# [THE PROBLEM]
Every line of the entries below that carries the string "inequality" should be copied.

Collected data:
+++++

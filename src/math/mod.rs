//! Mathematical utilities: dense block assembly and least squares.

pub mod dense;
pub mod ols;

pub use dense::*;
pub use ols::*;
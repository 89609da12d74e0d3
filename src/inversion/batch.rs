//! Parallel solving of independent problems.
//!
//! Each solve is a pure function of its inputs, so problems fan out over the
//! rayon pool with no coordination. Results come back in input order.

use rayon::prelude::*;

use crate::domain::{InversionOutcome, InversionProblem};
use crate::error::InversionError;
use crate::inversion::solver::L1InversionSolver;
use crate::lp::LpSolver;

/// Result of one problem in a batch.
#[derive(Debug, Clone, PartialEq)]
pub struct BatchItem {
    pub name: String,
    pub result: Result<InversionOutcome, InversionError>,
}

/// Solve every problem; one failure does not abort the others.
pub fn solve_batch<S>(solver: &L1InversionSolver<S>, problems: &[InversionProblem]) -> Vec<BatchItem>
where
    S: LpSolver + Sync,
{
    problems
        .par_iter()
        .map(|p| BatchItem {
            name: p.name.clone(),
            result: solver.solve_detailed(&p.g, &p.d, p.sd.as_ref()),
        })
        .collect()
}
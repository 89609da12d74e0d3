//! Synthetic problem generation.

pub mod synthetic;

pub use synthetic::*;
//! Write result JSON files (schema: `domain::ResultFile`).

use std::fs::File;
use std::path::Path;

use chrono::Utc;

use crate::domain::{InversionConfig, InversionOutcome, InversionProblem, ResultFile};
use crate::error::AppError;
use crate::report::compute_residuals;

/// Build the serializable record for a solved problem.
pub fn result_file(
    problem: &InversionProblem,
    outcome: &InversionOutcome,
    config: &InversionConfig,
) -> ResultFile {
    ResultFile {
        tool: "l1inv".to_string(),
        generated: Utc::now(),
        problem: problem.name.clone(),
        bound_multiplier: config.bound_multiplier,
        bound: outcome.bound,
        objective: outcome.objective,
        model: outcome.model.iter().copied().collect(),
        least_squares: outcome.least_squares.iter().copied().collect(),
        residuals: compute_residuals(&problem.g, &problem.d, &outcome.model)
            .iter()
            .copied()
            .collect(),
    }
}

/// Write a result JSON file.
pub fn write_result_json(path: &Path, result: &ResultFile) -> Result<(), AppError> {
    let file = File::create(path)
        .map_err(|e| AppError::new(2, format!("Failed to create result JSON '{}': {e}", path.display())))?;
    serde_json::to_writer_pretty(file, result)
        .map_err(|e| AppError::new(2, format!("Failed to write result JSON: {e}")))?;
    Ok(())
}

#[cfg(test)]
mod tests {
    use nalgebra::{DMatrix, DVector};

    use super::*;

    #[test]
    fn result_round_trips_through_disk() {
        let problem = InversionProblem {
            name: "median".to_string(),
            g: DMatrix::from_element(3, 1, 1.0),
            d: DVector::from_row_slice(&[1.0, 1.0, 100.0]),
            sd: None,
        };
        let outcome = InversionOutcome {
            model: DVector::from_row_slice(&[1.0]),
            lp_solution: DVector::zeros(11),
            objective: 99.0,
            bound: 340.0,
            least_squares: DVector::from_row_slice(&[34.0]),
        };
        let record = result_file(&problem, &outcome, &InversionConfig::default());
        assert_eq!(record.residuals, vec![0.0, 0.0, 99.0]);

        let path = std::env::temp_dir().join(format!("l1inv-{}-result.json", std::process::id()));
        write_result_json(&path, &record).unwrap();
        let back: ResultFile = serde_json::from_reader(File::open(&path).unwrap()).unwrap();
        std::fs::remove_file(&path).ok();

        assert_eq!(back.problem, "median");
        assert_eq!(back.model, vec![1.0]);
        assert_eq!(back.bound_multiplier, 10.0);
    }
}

+++++

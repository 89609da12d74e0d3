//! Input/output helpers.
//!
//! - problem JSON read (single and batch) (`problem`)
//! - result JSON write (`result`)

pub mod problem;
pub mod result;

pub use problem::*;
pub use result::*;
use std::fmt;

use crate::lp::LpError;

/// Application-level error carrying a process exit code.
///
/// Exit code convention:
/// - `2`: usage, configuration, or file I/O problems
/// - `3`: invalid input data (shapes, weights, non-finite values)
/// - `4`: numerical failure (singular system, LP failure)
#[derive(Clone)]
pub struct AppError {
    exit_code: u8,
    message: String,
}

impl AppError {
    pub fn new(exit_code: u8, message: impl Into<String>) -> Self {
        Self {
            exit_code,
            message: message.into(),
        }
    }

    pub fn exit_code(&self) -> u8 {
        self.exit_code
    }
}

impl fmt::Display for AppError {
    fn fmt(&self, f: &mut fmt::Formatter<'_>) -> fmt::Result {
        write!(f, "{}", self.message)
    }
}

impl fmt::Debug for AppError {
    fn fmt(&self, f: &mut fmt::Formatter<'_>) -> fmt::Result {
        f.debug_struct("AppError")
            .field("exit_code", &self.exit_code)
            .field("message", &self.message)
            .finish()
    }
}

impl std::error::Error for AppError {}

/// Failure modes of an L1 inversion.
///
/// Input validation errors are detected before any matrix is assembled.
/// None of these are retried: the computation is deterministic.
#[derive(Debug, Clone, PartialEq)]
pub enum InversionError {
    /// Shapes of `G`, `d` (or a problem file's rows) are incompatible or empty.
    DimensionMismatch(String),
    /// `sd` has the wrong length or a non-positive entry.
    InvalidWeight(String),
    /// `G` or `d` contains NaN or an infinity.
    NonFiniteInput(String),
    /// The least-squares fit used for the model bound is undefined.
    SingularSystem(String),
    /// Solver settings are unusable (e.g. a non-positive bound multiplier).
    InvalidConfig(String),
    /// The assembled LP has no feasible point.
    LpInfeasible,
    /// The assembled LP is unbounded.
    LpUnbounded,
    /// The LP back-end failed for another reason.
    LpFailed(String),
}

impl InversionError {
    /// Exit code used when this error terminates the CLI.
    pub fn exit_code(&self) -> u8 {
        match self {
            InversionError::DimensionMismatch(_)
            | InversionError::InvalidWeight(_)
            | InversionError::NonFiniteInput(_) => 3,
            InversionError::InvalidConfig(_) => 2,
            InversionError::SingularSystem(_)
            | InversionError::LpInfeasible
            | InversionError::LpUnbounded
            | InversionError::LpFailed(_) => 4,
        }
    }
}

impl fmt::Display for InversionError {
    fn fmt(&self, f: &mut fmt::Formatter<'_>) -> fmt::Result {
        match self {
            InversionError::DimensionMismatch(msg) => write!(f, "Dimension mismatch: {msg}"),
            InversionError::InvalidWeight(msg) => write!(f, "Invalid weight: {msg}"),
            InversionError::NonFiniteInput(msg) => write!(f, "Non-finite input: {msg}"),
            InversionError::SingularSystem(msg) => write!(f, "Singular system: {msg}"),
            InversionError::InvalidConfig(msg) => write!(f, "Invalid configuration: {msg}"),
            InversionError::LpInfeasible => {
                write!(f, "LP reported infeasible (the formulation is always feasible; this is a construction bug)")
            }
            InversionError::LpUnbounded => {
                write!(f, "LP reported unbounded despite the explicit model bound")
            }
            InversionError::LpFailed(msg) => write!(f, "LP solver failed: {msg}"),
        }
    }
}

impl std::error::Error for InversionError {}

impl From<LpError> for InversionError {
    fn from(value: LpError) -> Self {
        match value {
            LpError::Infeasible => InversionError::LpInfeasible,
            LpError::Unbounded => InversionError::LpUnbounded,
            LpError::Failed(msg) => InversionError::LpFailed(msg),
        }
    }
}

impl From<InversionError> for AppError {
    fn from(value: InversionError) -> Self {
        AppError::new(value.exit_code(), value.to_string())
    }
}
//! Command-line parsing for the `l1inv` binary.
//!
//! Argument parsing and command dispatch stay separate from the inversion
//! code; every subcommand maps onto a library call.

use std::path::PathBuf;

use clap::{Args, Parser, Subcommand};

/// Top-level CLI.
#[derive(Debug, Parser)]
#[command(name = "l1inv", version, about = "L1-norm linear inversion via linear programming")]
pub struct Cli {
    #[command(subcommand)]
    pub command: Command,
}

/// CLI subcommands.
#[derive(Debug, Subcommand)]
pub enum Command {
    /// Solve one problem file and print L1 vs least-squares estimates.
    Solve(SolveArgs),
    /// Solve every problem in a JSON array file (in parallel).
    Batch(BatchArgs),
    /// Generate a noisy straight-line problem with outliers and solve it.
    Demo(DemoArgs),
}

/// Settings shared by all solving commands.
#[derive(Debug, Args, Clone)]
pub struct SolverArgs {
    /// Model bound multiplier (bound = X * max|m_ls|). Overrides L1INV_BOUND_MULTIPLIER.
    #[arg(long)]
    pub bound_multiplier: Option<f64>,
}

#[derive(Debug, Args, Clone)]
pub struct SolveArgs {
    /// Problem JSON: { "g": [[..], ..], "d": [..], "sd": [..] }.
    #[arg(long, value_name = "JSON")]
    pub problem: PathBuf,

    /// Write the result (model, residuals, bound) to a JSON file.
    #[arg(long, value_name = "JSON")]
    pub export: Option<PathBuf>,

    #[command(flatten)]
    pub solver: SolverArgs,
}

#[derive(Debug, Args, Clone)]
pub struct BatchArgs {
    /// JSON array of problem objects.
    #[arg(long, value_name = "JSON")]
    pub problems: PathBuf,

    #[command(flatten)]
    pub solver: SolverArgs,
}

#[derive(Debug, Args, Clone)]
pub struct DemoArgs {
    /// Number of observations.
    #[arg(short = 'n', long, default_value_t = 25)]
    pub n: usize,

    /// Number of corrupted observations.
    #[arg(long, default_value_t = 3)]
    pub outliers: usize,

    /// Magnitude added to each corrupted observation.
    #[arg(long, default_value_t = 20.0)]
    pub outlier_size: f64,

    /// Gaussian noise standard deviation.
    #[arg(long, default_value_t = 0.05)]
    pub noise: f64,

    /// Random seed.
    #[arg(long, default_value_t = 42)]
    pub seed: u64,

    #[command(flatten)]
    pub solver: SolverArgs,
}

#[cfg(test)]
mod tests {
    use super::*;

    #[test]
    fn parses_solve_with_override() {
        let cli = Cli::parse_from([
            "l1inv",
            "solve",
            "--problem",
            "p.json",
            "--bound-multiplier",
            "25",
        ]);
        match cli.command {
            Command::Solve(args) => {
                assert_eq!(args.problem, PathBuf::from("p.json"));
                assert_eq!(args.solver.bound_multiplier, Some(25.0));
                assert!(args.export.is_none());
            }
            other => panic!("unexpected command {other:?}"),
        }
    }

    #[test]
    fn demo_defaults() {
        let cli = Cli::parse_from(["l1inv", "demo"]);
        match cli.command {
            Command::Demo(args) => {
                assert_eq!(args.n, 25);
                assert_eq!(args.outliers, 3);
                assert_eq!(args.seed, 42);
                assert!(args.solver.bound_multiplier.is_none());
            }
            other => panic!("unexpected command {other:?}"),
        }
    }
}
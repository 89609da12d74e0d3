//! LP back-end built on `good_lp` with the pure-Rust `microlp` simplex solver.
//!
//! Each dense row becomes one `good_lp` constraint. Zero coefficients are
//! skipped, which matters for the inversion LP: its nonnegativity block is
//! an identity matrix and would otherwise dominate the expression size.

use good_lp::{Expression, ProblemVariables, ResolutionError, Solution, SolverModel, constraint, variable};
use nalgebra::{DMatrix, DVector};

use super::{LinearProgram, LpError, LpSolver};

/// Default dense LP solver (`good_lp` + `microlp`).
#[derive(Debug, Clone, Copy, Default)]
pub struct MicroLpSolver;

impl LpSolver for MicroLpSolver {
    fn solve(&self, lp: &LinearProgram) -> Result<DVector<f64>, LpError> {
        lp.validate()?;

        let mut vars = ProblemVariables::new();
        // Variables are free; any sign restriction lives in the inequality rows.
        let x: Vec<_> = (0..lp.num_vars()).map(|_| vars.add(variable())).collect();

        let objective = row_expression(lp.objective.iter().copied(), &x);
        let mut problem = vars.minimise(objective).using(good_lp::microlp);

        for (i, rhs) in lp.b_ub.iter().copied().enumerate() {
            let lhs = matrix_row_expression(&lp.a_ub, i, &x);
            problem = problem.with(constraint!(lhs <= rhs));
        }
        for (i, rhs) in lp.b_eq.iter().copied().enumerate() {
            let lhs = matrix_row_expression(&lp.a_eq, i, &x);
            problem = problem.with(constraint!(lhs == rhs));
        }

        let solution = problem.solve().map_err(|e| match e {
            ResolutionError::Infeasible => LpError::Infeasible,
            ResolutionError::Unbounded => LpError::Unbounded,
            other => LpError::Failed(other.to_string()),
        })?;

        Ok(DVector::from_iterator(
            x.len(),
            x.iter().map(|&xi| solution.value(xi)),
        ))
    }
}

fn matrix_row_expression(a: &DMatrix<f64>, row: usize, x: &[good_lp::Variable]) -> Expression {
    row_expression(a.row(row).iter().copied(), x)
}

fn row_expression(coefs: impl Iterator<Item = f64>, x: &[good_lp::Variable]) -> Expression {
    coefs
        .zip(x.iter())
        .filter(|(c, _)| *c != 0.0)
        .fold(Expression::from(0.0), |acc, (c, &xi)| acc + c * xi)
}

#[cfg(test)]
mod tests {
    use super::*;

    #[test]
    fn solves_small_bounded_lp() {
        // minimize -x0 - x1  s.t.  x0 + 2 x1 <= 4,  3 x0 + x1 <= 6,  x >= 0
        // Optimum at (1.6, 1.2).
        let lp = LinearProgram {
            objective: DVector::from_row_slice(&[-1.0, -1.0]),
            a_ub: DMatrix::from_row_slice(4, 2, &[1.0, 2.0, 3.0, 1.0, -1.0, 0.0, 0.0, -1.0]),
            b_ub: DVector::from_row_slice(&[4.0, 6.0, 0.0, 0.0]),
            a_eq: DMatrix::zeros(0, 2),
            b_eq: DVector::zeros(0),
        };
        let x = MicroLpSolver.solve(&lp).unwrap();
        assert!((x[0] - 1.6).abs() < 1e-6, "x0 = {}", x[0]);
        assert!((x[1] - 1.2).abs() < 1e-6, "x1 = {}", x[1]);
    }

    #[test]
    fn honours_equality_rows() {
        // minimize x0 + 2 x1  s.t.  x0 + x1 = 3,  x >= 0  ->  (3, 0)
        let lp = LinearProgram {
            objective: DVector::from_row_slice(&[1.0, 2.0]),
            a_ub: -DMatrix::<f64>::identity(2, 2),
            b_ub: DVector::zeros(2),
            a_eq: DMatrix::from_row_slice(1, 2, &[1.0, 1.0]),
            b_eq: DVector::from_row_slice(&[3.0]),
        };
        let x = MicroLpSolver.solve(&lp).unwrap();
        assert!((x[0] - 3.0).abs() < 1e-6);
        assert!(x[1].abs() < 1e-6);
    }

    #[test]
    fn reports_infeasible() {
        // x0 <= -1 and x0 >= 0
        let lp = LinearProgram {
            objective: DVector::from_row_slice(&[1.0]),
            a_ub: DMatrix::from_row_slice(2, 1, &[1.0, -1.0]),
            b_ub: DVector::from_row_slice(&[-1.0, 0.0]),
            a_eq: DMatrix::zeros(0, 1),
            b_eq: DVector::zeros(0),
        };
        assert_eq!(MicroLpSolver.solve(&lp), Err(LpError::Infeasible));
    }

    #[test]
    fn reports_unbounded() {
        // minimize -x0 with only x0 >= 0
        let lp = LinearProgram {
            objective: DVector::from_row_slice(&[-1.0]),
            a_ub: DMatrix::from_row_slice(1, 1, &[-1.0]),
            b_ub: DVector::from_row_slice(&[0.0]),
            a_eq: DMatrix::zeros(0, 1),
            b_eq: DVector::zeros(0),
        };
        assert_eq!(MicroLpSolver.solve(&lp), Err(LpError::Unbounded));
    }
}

+++++

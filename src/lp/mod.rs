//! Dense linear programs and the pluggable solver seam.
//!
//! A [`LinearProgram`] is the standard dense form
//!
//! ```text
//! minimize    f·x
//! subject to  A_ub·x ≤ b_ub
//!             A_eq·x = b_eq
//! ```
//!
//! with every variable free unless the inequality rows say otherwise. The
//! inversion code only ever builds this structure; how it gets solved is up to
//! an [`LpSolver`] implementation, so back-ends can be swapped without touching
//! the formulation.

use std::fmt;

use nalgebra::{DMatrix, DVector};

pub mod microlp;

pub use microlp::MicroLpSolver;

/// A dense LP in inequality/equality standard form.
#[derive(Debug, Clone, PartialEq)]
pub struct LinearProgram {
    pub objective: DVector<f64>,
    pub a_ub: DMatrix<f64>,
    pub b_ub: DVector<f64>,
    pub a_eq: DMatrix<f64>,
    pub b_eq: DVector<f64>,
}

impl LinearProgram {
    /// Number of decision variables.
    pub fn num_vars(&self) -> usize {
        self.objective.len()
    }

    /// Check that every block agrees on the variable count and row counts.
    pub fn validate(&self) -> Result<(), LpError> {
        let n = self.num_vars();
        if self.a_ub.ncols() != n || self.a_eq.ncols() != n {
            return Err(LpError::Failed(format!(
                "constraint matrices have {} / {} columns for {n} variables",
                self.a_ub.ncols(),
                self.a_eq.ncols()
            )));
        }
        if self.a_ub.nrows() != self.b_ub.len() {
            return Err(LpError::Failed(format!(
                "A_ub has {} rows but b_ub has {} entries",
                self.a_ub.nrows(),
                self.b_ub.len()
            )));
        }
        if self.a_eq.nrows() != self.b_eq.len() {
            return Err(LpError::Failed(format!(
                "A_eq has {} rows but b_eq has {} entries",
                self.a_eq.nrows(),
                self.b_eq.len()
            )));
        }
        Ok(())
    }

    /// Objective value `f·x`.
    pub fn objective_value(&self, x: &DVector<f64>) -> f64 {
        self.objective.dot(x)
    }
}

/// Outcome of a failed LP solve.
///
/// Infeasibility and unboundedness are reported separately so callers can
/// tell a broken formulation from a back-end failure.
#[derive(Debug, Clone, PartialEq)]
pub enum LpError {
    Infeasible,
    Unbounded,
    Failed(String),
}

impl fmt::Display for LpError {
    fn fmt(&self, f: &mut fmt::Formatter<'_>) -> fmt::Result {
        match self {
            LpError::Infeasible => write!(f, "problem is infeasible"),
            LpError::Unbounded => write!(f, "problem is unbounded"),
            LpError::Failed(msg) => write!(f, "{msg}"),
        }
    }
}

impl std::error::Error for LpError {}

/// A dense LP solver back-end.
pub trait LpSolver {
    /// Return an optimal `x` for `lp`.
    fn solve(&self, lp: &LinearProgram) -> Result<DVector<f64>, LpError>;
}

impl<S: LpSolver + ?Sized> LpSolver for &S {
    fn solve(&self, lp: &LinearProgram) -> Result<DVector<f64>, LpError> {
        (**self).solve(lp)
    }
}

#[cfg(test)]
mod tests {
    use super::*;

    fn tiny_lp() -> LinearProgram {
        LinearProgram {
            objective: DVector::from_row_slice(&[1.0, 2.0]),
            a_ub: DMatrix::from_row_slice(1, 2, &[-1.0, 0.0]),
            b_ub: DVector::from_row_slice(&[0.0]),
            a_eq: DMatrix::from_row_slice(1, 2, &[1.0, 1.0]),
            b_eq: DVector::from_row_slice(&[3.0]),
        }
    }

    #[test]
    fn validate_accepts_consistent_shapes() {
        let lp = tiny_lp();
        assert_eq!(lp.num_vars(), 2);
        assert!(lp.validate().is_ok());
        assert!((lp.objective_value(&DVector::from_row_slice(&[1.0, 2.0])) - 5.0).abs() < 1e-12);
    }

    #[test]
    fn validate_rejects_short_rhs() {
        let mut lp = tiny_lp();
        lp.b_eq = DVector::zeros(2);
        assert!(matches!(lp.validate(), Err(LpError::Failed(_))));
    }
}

+++++

# [WRITTEN SOLUTION]
        // Variables are free; any sign restriction lives in the inequality rows.
//! with every variable free unless the inequality rows say otherwise. The
/// A dense LP in inequality/equality standard form.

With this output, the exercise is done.